E' difficile però condividere alcune scelte: per esempio è comprensibile, volendo controllare la spesa pubblica, decidere che l'accreditamento delle strutture sanitarie debba tenere conto del fabbisogno (anche programmato) e della distribuzione sul territorio delle strutture, trattandosi di soggetti che sono fornitori del SSN ed all'interno di un "mercato" particolare e delicato come quello della salute; ma tali criteri non sono in alcun modo giustificati se previsti anche per il rilascio dell'autorizzazione all'esercizio delle attività sanitarie. Per tale autorizzazione dovrebbe bastare il possesso dei requisiti tecnici, strutturali, organizzativi, scientifici ecc., altrimenti il rischio è che un soggetto privato non possa aprire una struttura sanitaria, pur essendo in possesso di requisiti di qualità del servizio magari anche superiori a quello delle strutture già esistenti, accreditate o meno che siano; perché affermare la libertà di scelta del cittadino per poi addirittura impedire che si realizzi nel momento in cui decide di non affidarsi al SSN e vuole rivolgersi a strutture private al di fuori di esso?

Ed ancora: il cosiddetto no profit è un settore in grande sviluppo, che secondo noi giustamente può godere, in considerazione della sua particolare natura, di vantaggi a livello fiscale, contributivo ecc.; naturalmente evitando ingiustificate turbative del mercato.

Ciò semplicemente in considerazione del fatto che viviamo in un sistema di libero mercato, regolato e tutelato da norme nazionali e sovra nazionali; quindi i soggetti no profit sono e debbono essere tra i potenziali fornitori del SSN, naturalmente se rispettano, come gli altri, gli standard previsti di qualità.

Essenziale per una riforma dovrebbe essere stabilire regole certe, precise ed uguali per tutti; se si fanno degli sconti a qualcuno, chiunque esso sia, la conseguenza non può che essere un decadimento della qualità del servizio, ossia una minore tutela della salute del cittadino.

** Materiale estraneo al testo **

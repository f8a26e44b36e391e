//! Event handlers of the inventory, kitchen and delivery services.

pub mod delivery;
pub mod inventory;
pub mod kitchen;

pub use delivery::DeliveryService;
pub use inventory::InventoryService;
pub use kitchen::KitchenService;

Il sistema delineato dalla riforma sembra invece sottendere l'idea che l'unico servizio (sanitario) "buono" sia quello fornito da strutture pubbliche o almeno no profit, mentre quello privato debba, al di là di alcune enunciazioni di parità tra soggetti pubblici, privati e no profit, e del diritto alla libera scelta del cittadino, essere semplicemente residuale.

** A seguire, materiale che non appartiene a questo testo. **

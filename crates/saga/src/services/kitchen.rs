//! Kitchen service handler.

use std::sync::Arc;

use async_trait::async_trait;
use bus::{EventHandler, HandlerError, Publisher};
use events::{EventEnvelope, KitchenAccepted, OrderCooked, SagaEvent};
use tracing::info;

use crate::error::{Result, SagaError};
use crate::simulation::{SimulatedDelay, Workers};

const SERVICE: &str = "kitchen";

/// Accepts orders that are ready for the kitchen and cooks them.
///
/// `kitchen.accepted` is returned from the handler and published before the
/// trigger is acknowledged. `kitchen.order_cooked` is published by a detached
/// task once the cook time has elapsed.
pub struct KitchenService {
    publisher: Arc<dyn Publisher>,
    cook: SimulatedDelay,
    workers: Workers,
}

impl KitchenService {
    pub fn new(publisher: Arc<dyn Publisher>, cook: SimulatedDelay) -> Self {
        Self {
            publisher,
            cook,
            workers: Workers::new(SERVICE),
        }
    }

    /// Gets the cook tasks.
    pub fn workers(&self) -> &Workers {
        &self.workers
    }

    /// Applies one inbound event and returns the events to publish.
    #[tracing::instrument(
        skip_all,
        fields(order_id = %envelope.event.order_id(), kind = %envelope.kind())
    )]
    pub async fn react(&self, envelope: &EventEnvelope) -> Result<Vec<EventEnvelope>> {
        let SagaEvent::ReadyForKitchen(ready) = &envelope.event else {
            return Err(SagaError::UnexpectedEvent {
                service: SERVICE,
                kind: envelope.kind(),
            });
        };

        let cooked = EventEnvelope::caused_by(
            SagaEvent::OrderCooked(OrderCooked {
                order_id: ready.order_id,
                items: ready.items.clone(),
            }),
            envelope,
        );
        let publisher = Arc::clone(&self.publisher);
        let cook = self.cook;
        self.workers
            .start(ready.order_id, envelope.context.trace_id(), async move {
                cook.wait().await;
                publisher.publish(&cooked).await?;
                info!("Order cooked");
                Ok(())
            })
            .await;

        info!(items = ready.items.len(), "Kitchen accepted order");
        Ok(vec![EventEnvelope::caused_by(
            SagaEvent::KitchenAccepted(KitchenAccepted {
                order_id: ready.order_id,
            }),
            envelope,
        )])
    }
}

#[async_trait]
impl EventHandler for KitchenService {
    async fn handle(
        &self,
        envelope: EventEnvelope,
    ) -> std::result::Result<Vec<EventEnvelope>, HandlerError> {
        Ok(self.react(&envelope).await?)
    }
}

Purtroppo, anche nel campo della salute, la realtà insegna che ove si "insegue" il profitto non necessariamente si dà un cattivo servizio e viceversa che un soggetto pubblico o comunque no profit non necessariamente fornisce un buon servizio.

Ciò che è o dovrebbe, secondo noi, essere importante in ambito sanitario, così come in altri settori, è stabilire regole che garantiscano il servizio migliore possibile per il cittadino (in questo senso servizio "pubblico") e non semplicemente modificare i soggetti "pubblici" (A.U.S.L. e A.O.) per farli assomigliare al privato o modificare i soggetti "privati" per farli forse assomigliare un po' di più al pubblico (leggi no profit).

Insomma, sarebbe meglio non partire da presupposti ideologici di nessun tipo; e magari, invece di fare grandi rivoluzioni (magari sulla carta e non nella realtà) sarebbe forse meglio, a nostro modesto parere, sperimentare e verificare un po' di più, per poi fare delle scelte realmente consapevoli.